All of my brothers and sisters were there. As we were cleaning the house, I kept waiting for Mom to come around the corner, and say "I KNEW it would take something like this to get you all together! What are you doing to my house!!?" But, it never happened.

I think we found a home for Mom's cat. Thank you, everyone that gave suggestions and offered help with that.

We worked on the business end of what needs to be done when someone dies. Mom left specific instructions about what to do with her body, and the fact she didn't want a funeral. She paid for most of it too. Sunday night we had a wake for her at the social center in her mobile home park.
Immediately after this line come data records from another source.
use std::net::SocketAddr;
use std::path::{Path, PathBuf};
use std::time::Duration;

use serde::{Deserialize, Serialize};

use crate::api::TransportConfig;
use crate::dispatch::DispatchConfig;

/// Top-level bridge config, loaded from TOML. Every field has a default, so
/// an empty or partial file is valid.
#[derive(Debug, Clone, Default, PartialEq, Serialize, Deserialize)]
#[serde(default)]
pub struct BridgeConfig {
    pub server: ServerSection,
    pub tool: ToolSection,
    pub session: SessionSection,
}

#[derive(Debug, Clone, PartialEq, Serialize, Deserialize)]
#[serde(default)]
pub struct ServerSection {
    pub bind: SocketAddr,
    /// Browser origins allowed to call the HTTP API.
    pub cors_origins: Vec<String>,
}

impl Default for ServerSection {
    fn default() -> Self {
        Self {
            bind: SocketAddr::from(([0, 0, 0, 0], 8080)),
            cors_origins: vec![
                "http://localhost:5173".to_string(),
                "http://127.0.0.1:5173".to_string(),
            ],
        }
    }
}

#[derive(Debug, Clone, PartialEq, Serialize, Deserialize)]
#[serde(default)]
pub struct ToolSection {
    /// chip-tool binary; a bare name is looked up on `PATH`.
    pub path: PathBuf,
    pub discovery_timeout_secs: u64,
    /// Unset means commands, reads and commissioning have no timeout.
    pub command_timeout_secs: Option<u64>,
    pub commissioning_node_id: String,
    pub default_endpoint: String,
}

impl Default for ToolSection {
    fn default() -> Self {
        Self {
            path: PathBuf::from("chip-tool"),
            discovery_timeout_secs: 60,
            command_timeout_secs: None,
            commissioning_node_id: "112233".to_string(),
            default_endpoint: "1".to_string(),
        }
    }
}

#[derive(Debug, Clone, PartialEq, Serialize, Deserialize)]
#[serde(default)]
pub struct SessionSection {
    pub outbound_capacity: usize,
    pub max_clients: Option<usize>,
    pub ping_interval_secs: u64,
    pub pong_timeout_secs: u64,
    pub write_timeout_secs: u64,
    pub max_message_bytes: usize,
}

impl Default for SessionSection {
    fn default() -> Self {
        Self {
            outbound_capacity: 256,
            max_clients: Some(256),
            ping_interval_secs: 54,
            pong_timeout_secs: 60,
            write_timeout_secs: 10,
            max_message_bytes: 10 * 1024,
        }
    }
}

impl BridgeConfig {
    /// `<config dir>/chiplink/config.toml`, when the platform has a config dir.
    pub fn default_path() -> Option<PathBuf> {
        dirs::config_dir().map(|dir| dir.join("chiplink").join("config.toml"))
    }

    /// Load config from a TOML file path. Returns None if file doesn't exist.
    pub fn load(path: &Path) -> Result<Option<Self>, ConfigError> {
        if !path.exists() {
            return Ok(None);
        }
        let contents = std::fs::read_to_string(path)
            .map_err(|e| ConfigError::ReadFailed(path.to_path_buf(), e))?;
        let config: Self =
            toml::from_str(&contents).map_err(|e| ConfigError::ParseFailed(path.to_path_buf(), e))?;
        config.validate().map_err(|reason| ConfigError::Invalid(path.to_path_buf(), reason))?;
        Ok(Some(config))
    }

    fn validate(&self) -> Result<(), String> {
        if self.session.ping_interval_secs == 0 {
            return Err("session.ping_interval_secs must be positive".into());
        }
        if self.session.pong_timeout_secs <= self.session.ping_interval_secs {
            return Err("session.pong_timeout_secs must exceed session.ping_interval_secs".into());
        }
        if self.tool.discovery_timeout_secs == 0 {
            return Err("tool.discovery_timeout_secs must be positive".into());
        }
        Ok(())
    }

    pub fn dispatch_config(&self) -> DispatchConfig {
        DispatchConfig {
            discovery_timeout: Duration::from_secs(self.tool.discovery_timeout_secs),
            command_timeout: self.tool.command_timeout_secs.map(Duration::from_secs),
            commissioning_node_id: self.tool.commissioning_node_id.clone(),
            default_endpoint: self.tool.default_endpoint.clone(),
        }
    }

    pub fn transport_config(&self) -> TransportConfig {
        TransportConfig {
            ping_interval: Duration::from_secs(self.session.ping_interval_secs),
            pong_timeout: Duration::from_secs(self.session.pong_timeout_secs),
            write_timeout: Duration::from_secs(self.session.write_timeout_secs),
            max_message_bytes: self.session.max_message_bytes,
        }
    }
}

/// Errors that can occur when loading config.
#[derive(Debug)]
pub enum ConfigError {
    ReadFailed(PathBuf, std::io::Error),
    ParseFailed(PathBuf, toml::de::Error),
    Invalid(PathBuf, String),
}

impl std::fmt::Display for ConfigError {
    fn fmt(&self, f: &mut std::fmt::Formatter<'_>) -> std::fmt::Result {
        match self {
            Self::ReadFailed(path, e) => {
                write!(f, "Failed to read config {}: {}", path.display(), e)
            }
            Self::ParseFailed(path, e) => {
                write!(f, "Failed to parse config {}: {}", path.display(), e)
            }
            Self::Invalid(path, reason) => {
                write!(f, "Invalid config {}: {}", path.display(), reason)
            }
        }
    }
}

impl std::error::Error for ConfigError {
    fn source(&self) -> Option<&(dyn std::error::Error + 'static)> {
        match self {
            Self::ReadFailed(_, e) => Some(e),
            Self::ParseFailed(_, e) => Some(e),
            Self::Invalid(..) => None,
        }
    }
}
We served ice cream and cake, because she loved to go to ice cream socials when she could move around better.

Before the wake, my brothers and sisters and I all went out to the desert. We acted like goofy kids...putting coins on the railroad track and letting a train run over them...my brother Stuart raced the train, running beside it as it went down the track. Then we shared what was in our hearts. We didn't gloss over hard feelings, we all knew Mom wasn't perfect. We shared good things too. We also thanked Mom for the gift of our brothers and sisters who we love so much. We stood in a circle, with our arms around each other and cried like babies. It was a joyful, hard, fun, gut-wrenching afternoon. I am exhausted.

Now I was set to get my life back to normal, but I get the feeling it will take a while.

I miss my mom.

Go hug yours.

Kim R.
 
Oh, Kim....Hugs! You've not been far from my mind the last few days. I'm fortunate that my mom lives with us and we are very close. I thank God every day for her still being here. I lost my dad when I was 20 and I'm not ready to let my mom go yet.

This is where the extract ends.